* [ASSIGNMENT]: The response is to be the full listing, set down exactly.

* [DATASET EXCERPTS]:

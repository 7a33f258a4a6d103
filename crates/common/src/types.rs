use glam::{Quat, Vec3};
use serde::{Deserialize, Serialize};
use std::fmt;
use uuid::Uuid;

/// Unique identifier for an entity in the scene.
///
/// Ids are derived from a per-scene counter so that two scenes driven by the
/// same seed hand out the same ids in the same order.
#[derive(Debug, Clone, Copy, PartialEq, Eq, Hash, PartialOrd, Ord, Serialize, Deserialize)]
pub struct EntityId(pub Uuid);

impl EntityId {
    pub fn from_index(index: u64) -> Self {
        Self(Uuid::from_u64_pair(0, index))
    }

    /// The counter value this id was derived from.
    pub fn index(&self) -> u64 {
        self.0.as_u64_pair().1
    }
}

/// Typed tag carried by every instantiated object.
#[derive(Debug, Clone, Copy, PartialEq, Eq, Hash, PartialOrd, Ord, Serialize, Deserialize)]
pub enum EntityKind {
    Room,
    Corridor,
    VerticalCorridor,
    Barrier,
    Enemy,
    Treasure,
}

impl EntityKind {
    pub const ALL: [EntityKind; 6] = [
        EntityKind::Room,
        EntityKind::Corridor,
        EntityKind::VerticalCorridor,
        EntityKind::Barrier,
        EntityKind::Enemy,
        EntityKind::Treasure,
    ];

    pub fn tag(&self) -> &'static str {
        match self {
            EntityKind::Room => "room",
            EntityKind::Corridor => "corridor",
            EntityKind::VerticalCorridor => "vertical_corridor",
            EntityKind::Barrier => "barrier",
            EntityKind::Enemy => "enemy",
            EntityKind::Treasure => "treasure",
        }
    }
}

impl fmt::Display for EntityKind {
    fn fmt(&self, f: &mut fmt::Formatter<'_>) -> fmt::Result {
        f.write_str(self.tag())
    }
}

/// A handle referencing an external geometry template supplied by the host.
#[derive(Debug, Clone, Copy, PartialEq, Eq, Hash, Serialize, Deserialize)]
pub struct PrefabHandle(pub u64);

/// Spatial transform: position, rotation, scale.
#[derive(Debug, Clone, Copy, PartialEq, Serialize, Deserialize)]
pub struct Transform {
    pub position: Vec3,
    pub rotation: Quat,
    pub scale: Vec3,
}

impl Transform {
    pub fn from_position(position: Vec3) -> Self {
        Self {
            position,
            ..Self::default()
        }
    }

    pub fn with_rotation(mut self, rotation: Quat) -> Self {
        self.rotation = rotation;
        self
    }

    pub fn with_scale(mut self, scale: Vec3) -> Self {
        self.scale = scale;
        self
    }

    pub fn with_uniform_scale(self, scale: f32) -> Self {
        self.with_scale(Vec3::splat(scale))
    }
}

impl Default for Transform {
    fn default() -> Self {
        Self {
            position: Vec3::ZERO,
            rotation: Quat::IDENTITY,
            scale: Vec3::ONE,
        }
    }
}

#[cfg(test)]
mod tests {
    use super::*;

    #[test]
    fn entity_id_roundtrips_index() {
        let id = EntityId::from_index(42);
        assert_eq!(id.index(), 42);
        assert_ne!(EntityId::from_index(1), EntityId::from_index(2));
    }

    #[test]
    fn entity_ids_order_by_index() {
        assert!(EntityId::from_index(3) < EntityId::from_index(10));
    }

    #[test]
    fn transform_default_is_identity() {
        let t = Transform::default();
        assert_eq!(t.position, Vec3::ZERO);
        assert_eq!(t.rotation, Quat::IDENTITY);
        assert_eq!(t.scale, Vec3::ONE);
    }

    #[test]
    fn transform_builders() {
        let t = Transform::from_position(Vec3::X).with_uniform_scale(0.5);
        assert_eq!(t.position, Vec3::X);
        assert_eq!(t.scale, Vec3::splat(0.5));
    }

    #[test]
    fn kind_tags_are_distinct() {
        let mut tags: Vec<&str> = EntityKind::ALL.iter().map(|k| k.tag()).collect();
        tags.sort();
        tags.dedup();
        assert_eq!(tags.len(), EntityKind::ALL.len());
    }
}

* [SOLUTION]:
repository 7a33f258a4a6d103
filename crates/common/src/types.rs
use glam::{Quat, Vec3};
use serde::{Deserialize, Serialize};
use std::fmt;
use uuid::Uuid;

/// Unique identifier for an entity in the scene.
///
/// Ids are derived from a per-scene counter so that two scenes driven by the
/// same seed hand out the same ids in the same order.
#[derive(Debug, Clone, Copy, PartialEq, Eq, Hash, PartialOrd, Ord, Serialize, Deserialize)]
pub struct EntityId(pub Uuid);

impl EntityId {
    pub fn from_index(index: u64) -> Self {
        Self(Uuid::from_u64_pair(0, index))
    }

    /// The counter value this id was derived from.
    pub fn index(&self) -> u64 {
        self.0.as_u64_pair().1
    }
}

/// Typed tag carried by every instantiated object.
#[derive(Debug, Clone, Copy, PartialEq, Eq, Hash, PartialOrd, Ord, Serialize, Deserialize)]
pub enum EntityKind {
    Room,
    Corridor,
    VerticalCorridor,
    Barrier,
    Enemy,
    Treasure,
}

impl EntityKind {
    pub const ALL: [EntityKind; 6] = [
        EntityKind::Room,
        EntityKind::Corridor,
        EntityKind::VerticalCorridor,
        EntityKind::Barrier,
        EntityKind::Enemy,
        EntityKind::Treasure,
    ];

    pub fn tag(&self) -> &'static str {
        match self {
            EntityKind::Room => "room",
            EntityKind::Corridor => "corridor",
            EntityKind::VerticalCorridor => "vertical_corridor",
            EntityKind::Barrier => "barrier",
            EntityKind::Enemy => "enemy",
            EntityKind::Treasure => "treasure",
        }
    }
}

impl fmt::Display for EntityKind {
    fn fmt(&self, f: &mut fmt::Formatter<'_>) -> fmt::Result {
        f.write_str(self.tag())
    }
}

/// A handle referencing an external geometry template supplied by the host.
#[derive(Debug, Clone, Copy, PartialEq, Eq, Hash, Serialize, Deserialize)]
pub struct PrefabHandle(pub u64);

/// Spatial transform: position, rotation, scale.
#[derive(Debug, Clone, Copy, PartialEq, Serialize, Deserialize)]
pub struct Transform {
    pub position: Vec3,
    pub rotation: Quat,
    pub scale: Vec3,
}

impl Transform {
    pub fn from_position(position: Vec3) -> Self {
        Self {
            position,
            ..Self::default()
        }
    }

    pub fn with_rotation(mut self, rotation: Quat) -> Self {
        self.rotation = rotation;
        self
    }

    pub fn with_scale(mut self, scale: Vec3) -> Self {
        self.scale = scale;
        self
    }

    pub fn with_uniform_scale(self, scale: f32) -> Self {
        self.with_scale(Vec3::splat(scale))
    }
}

impl Default for Transform {
    fn default() -> Self {
        Self {
            position: Vec3::ZERO,
            rotation: Quat::IDENTITY,
            scale: Vec3::ONE,
        }
    }
}

#[cfg(test)]
mod tests {
    use super::*;

    #[test]
    fn entity_id_roundtrips_index() {
        let id = EntityId::from_index(42);
        assert_eq!(id.index(), 42);
        assert_ne!(EntityId::from_index(1), EntityId::from_index(2));
    }

    #[test]
    fn entity_ids_order_by_index() {
        assert!(EntityId::from_index(3) < EntityId::from_index(10));
    }

    #[test]
    fn transform_default_is_identity() {
        let t = Transform::default();
        assert_eq!(t.position, Vec3::ZERO);
        assert_eq!(t.rotation, Quat::IDENTITY);
        assert_eq!(t.scale, Vec3::ONE);
    }

    #[test]
    fn transform_builders() {
        let t = Transform::from_position(Vec3::X).with_uniform_scale(0.5);
        assert_eq!(t.position, Vec3::X);
        assert_eq!(t.scale, Vec3::splat(0.5));
    }

    #[test]
    fn kind_tags_are_distinct() {
        let mut tags: Vec<&str> = EntityKind::ALL.iter().map(|k| k.tag()).collect();
        tags.sort();
        tags.dedup();
        assert_eq!(tags.len(), EntityKind::ALL.len());
    }
}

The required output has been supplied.